Sería fútil omitir que tal estado de cosas no ha influido en su discurso poético. ¿Lo ha engrandecido? ¿Son mejores versos los producidos tras la digestión de lo sazonado en tales caldos? ¿Cómo serían aquellos que no escribió? Sería estúpido o falsamente compensatorio tratar de justificar su poesía por la existencia de los aditamentos que han intervenido en su elaboración; pero allí están, como el cuadro familiar, como el paisaje, como el agua caída en esa provincia de sobra lluviosa, como los besos, como los escalones del porche donde el escritor se sienta a disfrutar el último cigarrillo del día, con los rumores de la noche.

La validez de su poesía, independientemente de las formas, está en hacernos partícipes de cada instante, de cada uno de los hechos y las conclusiones, del leve olor a quemado que despide el tazón del café, una vez bebido, y el cenicero con las colillas, y el murmullo de los grillos que cada noche bajan el telón de su casa en Cuabitas, dejándonos la seguridad de que al día siguiente, al levantarlo, el poeta se regalará un verso. Un verso sonriente, cruel, feliz, amargo, hondo; pero nunca desafortunado. De alguna manera, algún día ese verso nos llegará y lo sentiremos de igual forma, porque su poesía tiene la virtud de la transparencia.
LA VIRTUD DE LA TRANSPARENCIA
(Madrid, 18 de abril de 2004)
La revista DECIR DEL AGUA se enorgullece en esta ocasión de haber podido organizar un homenaje al poeta santiaguero Antonio Desquirón, con la cooperación de éste, quien no sólo nos ha aportado poemas inéditos, sino también materiales de carácter personal entrañables: fotos de familia, recuerdos únicos, y otros textos que hemos incluido en las siguientes páginas.
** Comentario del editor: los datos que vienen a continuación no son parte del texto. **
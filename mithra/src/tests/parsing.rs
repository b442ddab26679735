use crate::ast::{Expr, IdAble};
use crate::cursor::{Cursor, MAX_NESTING};
use crate::error::{Position, Syntax, SyntaxElement, SyntaxError, Tagged};
use num_bigint::BigInt;

use crate::object::{IntVariant, Key};
use crate::parsing::*;


const PROGRAM: &str = "x = 5
y = add(mul(x, 2), add(1, sub(3, 4)))
z = div(y, 5)
";


/// Run a parser on some input, returning the result and the final pointer.
fn run<T>(mut parser: impl Parser<T>, input: &str) -> (PResult<T>, usize) {
    let mut cursor = Cursor::new(input);
    let result = parser.parse(&mut cursor);
    (result, cursor.pointer())
}


/// Check that the parser leaves no trace when it fails, from every starting
/// point in the input.
fn assert_atomic<T>(mut parser: impl Parser<T>, input: &str) {
    for k in 0..=input.chars().count() {
        let mut cursor = Cursor::new(input);
        for _ in 0..k {
            cursor.next();
        }
        if parser.parse(&mut cursor).is_err() {
            assert_eq!(cursor.pointer(), k, "{:?} from {}", input, k);
        }
    }
}


fn int(x: i64) -> IntVariant {
    IntVariant::from(x)
}


fn syntax(column: u32, reason: Syntax) -> SyntaxError {
    SyntaxError::new(Position::new(column as usize, 0, column), Some(reason))
}


#[test]
fn integers() {
    assert_eq!(run(integer, "0"), (Ok(int(0)), 1));
    assert_eq!(run(integer, "1234"), (Ok(int(1234)), 4));
    assert_eq!(run(integer, "1234 "), (Ok(int(1234)), 4));
    assert_eq!(run(integer, "12ab"), (Ok(int(12)), 2));
    assert_eq!(run(integer, "9223372036854775807"), (Ok(IntVariant::Small(i64::MAX)), 19));

    assert_eq!(run(integer, ""), (Err(syntax(0, Syntax::from(SyntaxElement::Integer))), 0));
    assert_eq!(run(integer, "a1"), (Err(syntax(0, Syntax::from(SyntaxElement::Integer))), 0));
    assert_eq!(run(integer, "-1"), (Err(syntax(0, Syntax::from(SyntaxElement::Integer))), 0));
}


#[test]
fn big_integers() {
    let (result, pointer) = run(integer, "9223372036854775808");
    assert_eq!(pointer, 19);
    assert_eq!(result, Ok(IntVariant::from(BigInt::from(i64::MAX) + 1)));
    assert!(matches!(result, Ok(IntVariant::Big(_))));

    let (result, pointer) = run(integer, "99999999999999999999, 1");
    assert_eq!(pointer, 20);
    assert_eq!(result.map(|x| x.to_string()), Ok("99999999999999999999".to_string()));

    let program = parse_program("x = 99999999999999999999
y = add(x, 1)");
    assert_eq!(program.len(), 2);
    assert_eq!(
        program.iter().next().map(|stmt| stmt.clone().unwrap()),
        Some(Expr::assign("x", Expr::integer("99999999999999999999".parse::<BigInt>().unwrap()))),
    );
}


#[test]
fn strings() {
    assert_eq!(run(string, "\"\""), (Ok("".to_string()), 2));
    assert_eq!(run(string, "\"dingbob\""), (Ok("dingbob".to_string()), 9));
    assert_eq!(run(string, "\"ding bob\", 1"), (Ok("ding bob".to_string()), 10));
    assert_eq!(run(string, "\"1 = 2\""), (Ok("1 = 2".to_string()), 7));

    // No escapes: a backslash is just a character
    assert_eq!(run(string, "\"a\\\""), (Ok("a\\".to_string()), 4));

    // Unterminated strings run to the end
    assert_eq!(run(string, "\"abc"), (Ok("abc".to_string()), 5));

    assert_eq!(run(string, "dingbob"), (Err(syntax(0, Syntax::from(SyntaxElement::String))), 0));
    assert_eq!(run(string, ""), (Err(syntax(0, Syntax::from(SyntaxElement::String))), 0));
}


#[test]
fn words() {
    assert_eq!(run(word, "foo"), (Ok(Key::new("foo")), 3));
    assert_eq!(run(word, "foo(1)"), (Ok(Key::new("foo")), 3));
    assert_eq!(run(word, "foo = 1"), (Ok(Key::new("foo")), 3));
    assert_eq!(run(word, "ab1"), (Ok(Key::new("ab")), 2));
    assert_eq!(run(word, "æøå"), (Ok(Key::new("æøå")), 3));

    assert_eq!(run(word, "1ab"), (Err(syntax(0, Syntax::from(SyntaxElement::Identifier))), 0));
    assert_eq!(run(word, "_ab"), (Err(syntax(0, Syntax::from(SyntaxElement::Identifier))), 0));
    assert_eq!(run(word, ""), (Err(syntax(0, Syntax::from(SyntaxElement::Identifier))), 0));
}


#[test]
fn literals() {
    assert_eq!(run(literal(" = "), " = 5"), (Ok(" = "), 3));
    assert_eq!(run(literal("("), "("), (Ok("("), 1));

    assert_eq!(
        run(literal(" = "), " + 5"),
        (Err(syntax(1, Syntax::from(SyntaxElement::Literal(" = ")))), 0),
    );
    assert_eq!(run(literal(" = "), " ="), (Err(syntax(2, Syntax::UnexpectedEof)), 0));
    assert_eq!(run(literal(")"), ""), (Err(syntax(0, Syntax::UnexpectedEof)), 0));
}


#[test]
fn atomicity() {
    let inputs = [
        "x = add(1, 2)",
        "y = add(mul(x, 2), add(1, sub(3, 4)))",
        "add(1, ",
        "f()",
        "\"abc",
        "12 = x",
        "x = ",
        "",
    ];

    for input in inputs {
        assert_atomic(integer, input);
        assert_atomic(string, input);
        assert_atomic(word, input);
        assert_atomic(variable, input);
        assert_atomic(function_call, input);
        assert_atomic(expression, input);
        assert_atomic(assignment, input);
        assert_atomic(literal(", "), input);
        assert_atomic(literal(" = "), input);
        assert_atomic(sep_by(expression, literal(", ")), input);
    }
}


#[test]
fn step_back_wrapper() {
    let parser = step_back(|cursor: &mut Cursor| -> PResult<()> {
        cursor.next();
        cursor.next();
        Ok(())
    });
    assert_eq!(run(parser, "abc"), (Ok(()), 1));

    let parser = step_back(|cursor: &mut Cursor| -> PResult<()> {
        cursor.next();
        Err(cursor.error(SyntaxElement::Expression))
    });
    assert_eq!(run(parser, "abc").1, 1);
}


#[test]
fn atomic_wrapper() {
    let parser = atomic(|cursor: &mut Cursor| -> PResult<()> {
        cursor.next();
        cursor.next();
        Err(cursor.error(SyntaxElement::Expression))
    });
    assert_eq!(run(parser, "abc"), (Err(syntax(2, Syntax::from(SyntaxElement::Expression))), 0));

    let parser = atomic(|cursor: &mut Cursor| -> PResult<()> {
        cursor.next();
        Ok(())
    });
    assert_eq!(run(parser, "abc"), (Ok(()), 1));
}


#[test]
fn separated() {
    assert_eq!(run(sep_by(integer, literal(", ")), "1"), (Ok(vec![int(1)]), 1));
    assert_eq!(run(sep_by(integer, literal(", ")), "1, 2, 3)"), (Ok(vec![int(1), int(2), int(3)]), 7));
    assert_eq!(run(sep_by(integer, literal(", ")), "1,2"), (Ok(vec![int(1)]), 1));

    // A dangling separator stays consumed
    assert_eq!(run(sep_by(integer, literal(", ")), "1, 2, x"), (Ok(vec![int(1), int(2)]), 6));

    assert_eq!(
        run(sep_by(integer, literal(", ")), "x, 1"),
        (Err(syntax(0, Syntax::from(SyntaxElement::Integer))), 0),
    );
}


#[test]
fn variables() {
    assert_eq!(run(variable, "dingbob"), (Ok("dingbob".var()), 7));
    assert_eq!(run(expression, "dingbob"), (Ok("dingbob".var()), 7));
}


#[test]
fn function_calls() {
    assert_eq!(run(function_call, "f(1)"), (Ok(Expr::call("f", (1,))), 4));
    assert_eq!(
        run(function_call, "foo(1, \"a\", x)"),
        (Ok(Expr::call("foo", (1, "a", "x".var()))), 14),
    );

    // Zero arguments are not supported
    assert_eq!(run(function_call, "f()").1, 0);

    // The separator must be exactly ', '
    assert_eq!(run(function_call, "f(1,2)").1, 0);
    assert_eq!(run(function_call, "f( 1)").1, 0);
    assert_eq!(run(function_call, "f (1)").1, 0);

    // Unclosed call
    assert_eq!(run(function_call, "f(1, 2"), (Err(syntax(6, Syntax::UnexpectedEof)), 0));
    assert_eq!(
        run(function_call, "f(1 2)"),
        (Err(syntax(3, Syntax::ExpectedTwo(SyntaxElement::Literal(", "), SyntaxElement::Literal(")")))), 0),
    );

    // A dangling separator swallows the missing argument
    assert_eq!(run(function_call, "f(1, )"), (Ok(Expr::call("f", (1,))), 6));
}


#[test]
fn ordered_choice() {
    assert_eq!(run(expression, "foo(1, 2)"), (Ok(Expr::call("foo", (1, 2))), 9));
    assert_eq!(run(expression, "1"), (Ok(Expr::integer(1)), 1));
    assert_eq!(run(expression, "\"foo(1)\""), (Ok(Expr::string("foo(1)")), 8));

    // When the call fails, the name is still a variable
    assert_eq!(run(expression, "f()"), (Ok("f".var()), 1));
    assert_eq!(run(expression, "f (1)"), (Ok("f".var()), 1));

    assert_eq!(run(expression, ""), (Err(syntax(0, Syntax::from(SyntaxElement::Expression))), 0));
    assert_eq!(run(expression, "(1)"), (Err(syntax(0, Syntax::from(SyntaxElement::Expression))), 0));
}


#[test]
fn nesting() {
    let (result, pointer) = run(expression, "add(mul(x, 2), add(1, sub(3, 4)))");
    let expected = Expr::call("add", (
        Expr::call("mul", ("x".var(), 2)),
        Expr::call("add", (
            1,
            Expr::call("sub", (3, 4)),
        )),
    ));

    assert_eq!(pointer, 33);
    assert_eq!(result.as_ref().map(Expr::nesting), Ok(3));
    assert_eq!(result, Ok(expected));
}


#[test]
fn assignments() {
    assert_eq!(run(assignment, "x = 5"), (Ok(Expr::assign("x", 5)), 5));
    assert_eq!(run(assignment, "s = \"dingbob\""), (Ok(Expr::assign("s", "dingbob")), 13));
    assert_eq!(run(assignment, "x = y"), (Ok(Expr::assign("x", "y".var())), 5));

    // Trailing text is left alone
    assert_eq!(run(assignment, "x = 5 6"), (Ok(Expr::assign("x", 5)), 5));

    assert_eq!(run(assignment, "x=5").1, 0);
    assert_eq!(run(assignment, "x  = 5").1, 0);
    assert_eq!(run(assignment, "5 = x").1, 0);
    assert_eq!(
        run(assignment, "x = "),
        (Err(syntax(4, Syntax::from(SyntaxElement::Expression))), 0),
    );
}


#[test]
fn lines() {
    assert_eq!(
        parse_line("y = add(mul(x, 2), add(1, sub(3, 4)))").map(Tagged::unwrap),
        Ok(Expr::assign("y", Expr::call("add", (
            Expr::call("mul", ("x".var(), 2)),
            Expr::call("add", (1, Expr::call("sub", (3, 4)))),
        )))),
    );

    let stmt = parse_line("x = 5");
    assert_eq!(stmt.as_ref().map(Tagged::span), Ok(Position::new(0, 0, 0).with_length(5)));

    assert_eq!(
        parse_line("x = "),
        Err(syntax(4, Syntax::from(SyntaxElement::Expression))),
    );
}


#[test]
fn programs() {
    let program = parse_program(PROGRAM);
    let statements: Vec<Expr> = program.iter().map(|stmt| stmt.clone().unwrap()).collect();

    assert_eq!(statements, vec![
        Expr::assign("x", 5),
        Expr::assign("y", Expr::call("add", (
            Expr::call("mul", ("x".var(), 2)),
            Expr::call("add", (1, Expr::call("sub", (3, 4)))),
        ))),
        Expr::assign("z", Expr::call("div", ("y".var(), 5))),
    ]);

    let spans: Vec<_> = program.iter().map(Tagged::span).collect();
    assert_eq!(spans, vec![
        Position::new(0, 0, 0).with_length(5),
        Position::new(6, 1, 0).with_length(37),
        Position::new(44, 2, 0).with_length(13),
    ]);
}


#[test]
fn reparse() {
    assert_eq!(parse_program(PROGRAM), parse_program(PROGRAM));
    assert_eq!(parse_line("y = add(1, x)"), parse_line("y = add(1, x)"));
}


#[test]
fn dropped_lines() {
    let program = parse_program("x = 5\n\nthis is not valid\n= 2\r\ny = x\r\n");
    let statements: Vec<Expr> = program.iter().map(|stmt| stmt.clone().unwrap()).collect();
    assert_eq!(statements, vec![Expr::assign("x", 5), Expr::assign("y", "x".var())]);

    let lines: Vec<u32> = program.iter().map(|stmt| stmt.span().line()).collect();
    assert_eq!(lines, vec![0, 4]);

    assert!(parse_program("").is_empty());
}


#[test]
fn strict() {
    assert_eq!(parse_program_strict(PROGRAM), Ok(parse_program(PROGRAM)));

    assert_eq!(
        parse_program_strict("x = 5\ny = add(1, 2"),
        Err(SyntaxError::new(Position::new(13, 1, 7), Some(Syntax::from(SyntaxElement::EndOfInput)))),
    );

    assert_eq!(
        parse_program_strict("x = 5\ny = "),
        Err(SyntaxError::new(Position::new(10, 1, 4), Some(Syntax::from(SyntaxElement::Expression)))),
    );
}


#[test]
fn too_deep() {
    let nested = |depth: usize| {
        format!("x = {}1{}", "f(".repeat(depth), ")".repeat(depth))
    };

    let stmt = parse_line(&nested(MAX_NESTING));
    assert_eq!(stmt.map(|stmt| stmt.nesting()), Ok(MAX_NESTING));

    let stmt = parse_line(&nested(MAX_NESTING + 1));
    assert_eq!(stmt.map_err(|err| err.reason()), Err(Some(Syntax::TooDeep)));

    assert!(parse_program(&nested(MAX_NESTING + 50)).is_empty());
}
Hago constar aquí mi orgullo personal, por contarlo durante tanto tiempo entre mis amigos, y mi gratitud, por la ayuda que me dio ahora en esta tarea de editor. Conocí a Antonio a fines de los años 60 y mi admiración intelectual por él y su obra jamás ha disminuido: es un excelente poeta, pero también un ejemplo de magnanimidad, de proyección trascendente, de honestidad y serenidad ante los embates de lo anecdótico. Además, tiene en la literatura una fe inexpugnable, con la cual transforma en material poético todos sus panoramas inmediatos. Su obra se asienta con solidez en el horizonte. Por último, agradezco igualmente la generosidad de Carlos Victoria y David Lago González, cuyos textos fueron escritos especialmente para la presente edición de DECIR DEL AGUA.